Identify every line in the records below that contains the word "Some", and reproduce each one.
### INPUT DATA ###
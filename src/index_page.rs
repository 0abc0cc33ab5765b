//! The landing page with a month picker and the four report charts.

use axum::{
    extract::{FromRef, Query, State},
    response::{Html, IntoResponse, Response},
};
use maud::{Markup, html};
use serde::Deserialize;

use crate::{
    AppState, Error, endpoints,
    html::{
        BUTTON_PRIMARY_STYLE, CARD_STYLE, FORM_LABEL_STYLE, FORM_TEXT_INPUT_STYLE,
        PAGE_CONTAINER_STYLE, base,
    },
    report::{Period, ReportKind},
    timezone::current_local_date,
};

/// The state needed to display the landing page.
#[derive(Debug, Clone)]
pub struct IndexPageState {
    /// The canonical name of the timezone used to work out the current month.
    pub local_timezone: String,
}

impl FromRef<AppState> for IndexPageState {
    fn from_ref(state: &AppState) -> Self {
        Self {
            local_timezone: state.local_timezone.clone(),
        }
    }
}

/// The query parameters of the landing page.
#[derive(Debug, Default, Deserialize)]
pub struct IndexQuery {
    /// The month to chart as `YYYY-MM`, defaults to the current month.
    pub month: Option<String>,
}

/// Renders the landing page.
///
/// A month that cannot be parsed is replaced with the current month.
pub async fn get_index_page(
    State(state): State<IndexPageState>,
    Query(query): Query<IndexQuery>,
) -> Result<Response, Error> {
    let today = current_local_date(&state.local_timezone)?;

    let month = query
        .month
        .and_then(|month| month.parse::<Period>().ok())
        .unwrap_or_else(|| Period::month_of(today));

    Ok(Html(index_view(&month, today.year()).into_string()).into_response())
}

fn graph_url(kind: ReportKind, month: &Period) -> String {
    let month = month.to_string();

    match serde_urlencoded::to_string([("graph", kind.as_str()), ("month", month.as_str())]) {
        Ok(query) => format!("{}?{query}", endpoints::GRAPHS),
        Err(error) => {
            tracing::error!("Could not encode the graph query for {kind}: {error}");
            endpoints::GRAPHS.to_owned()
        }
    }
}

fn index_view(month: &Period, current_year: i32) -> Markup {
    let content = html!(
        div class=(PAGE_CONTAINER_STYLE)
        {
            h1 class="text-3xl font-bold" { "Agent Performance" }

            form
                method="get"
                action=(endpoints::ROOT)
                class="flex items-end gap-4"
            {
                div
                {
                    label for="month" class=(FORM_LABEL_STYLE) { "Month" }
                    input
                        type="month"
                        id="month"
                        name="month"
                        value=(month)
                        required
                        class=(FORM_TEXT_INPUT_STYLE);
                }

                button type="submit" class=(BUTTON_PRIMARY_STYLE) { "Show" }
            }

            div class="grid w-full grid-cols-1 gap-6 xl:grid-cols-2"
            {
                @for kind in ReportKind::ALL {
                    div class=(CARD_STYLE)
                    {
                        img
                            src=(graph_url(kind, month))
                            alt=(kind.title(&chart_period(kind, month, current_year)))
                            class="w-full h-auto";
                    }
                }
            }
        }
    );

    base("Dashboard", endpoints::ROOT, &[], &content)
}

fn chart_period(kind: ReportKind, month: &Period, current_year: i32) -> Period {
    if kind.is_year_to_date() {
        Period::Year(current_year)
    } else {
        *month
    }
}

#[cfg(test)]
mod tests {
    use axum::{
        extract::{Query, State},
        response::IntoResponse,
    };
    use scraper::Selector;

    use crate::{
        report::{Period, ReportKind},
        test_utils::{assert_status_ok, assert_valid_html, parse_html_document},
        timezone::current_local_date,
    };

    use super::{IndexPageState, IndexQuery, get_index_page, graph_url};

    fn state() -> State<IndexPageState> {
        State(IndexPageState {
            local_timezone: "Etc/UTC".to_owned(),
        })
    }

    async fn image_sources(month: Option<&str>) -> (String, Vec<String>) {
        let response = get_index_page(
            state(),
            Query(IndexQuery {
                month: month.map(str::to_owned),
            }),
        )
        .await
        .into_response();
        assert_status_ok(&response);

        let document = parse_html_document(response).await;
        assert_valid_html(&document);

        let month_value = document
            .select(&Selector::parse("input[name=month]").unwrap())
            .next()
            .and_then(|input| input.value().attr("value"))
            .unwrap_or_default()
            .to_owned();
        let sources = document
            .select(&Selector::parse("img").unwrap())
            .filter_map(|img| img.value().attr("src"))
            .map(str::to_owned)
            .collect();

        (month_value, sources)
    }

    #[tokio::test]
    async fn prefills_current_month() {
        let today = current_local_date("Etc/UTC").unwrap();
        let want_month = Period::month_of(today).to_string();

        let (month, sources) = image_sources(None).await;

        assert_eq!(month, want_month);
        assert_eq!(sources.len(), 4);
        for source in sources {
            assert!(source.ends_with(&format!("month={want_month}")), "{source}");
        }
    }

    #[tokio::test]
    async fn shows_chosen_month() {
        let (month, sources) = image_sources(Some("2024-12")).await;

        assert_eq!(month, "2024-12");
        assert_eq!(
            sources,
            vec![
                "/graphs?graph=monthly_volume&month=2024-12",
                "/graphs?graph=monthly_transactions&month=2024-12",
                "/graphs?graph=ytd_volume&month=2024-12",
                "/graphs?graph=ytd_transactions&month=2024-12",
            ]
        );
    }

    #[tokio::test]
    async fn invalid_month_falls_back_to_current_month() {
        let today = current_local_date("Etc/UTC").unwrap();

        let (month, _) = image_sources(Some("not-a-month")).await;

        assert_eq!(month, Period::month_of(today).to_string());
    }

    #[test]
    fn graph_urls_name_kind_and_month() {
        let month: Period = "2025-01".parse().unwrap();

        assert_eq!(
            graph_url(ReportKind::YtdVolume, &month),
            "/graphs?graph=ytd_volume&month=2025-01"
        );
    }
}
###
● **RESULT FOR THIS TASK**:
        let (month, sources) = image_sources(Some("2024-12")).await;
        let (month, _) = image_sources(Some("not-a-month")).await;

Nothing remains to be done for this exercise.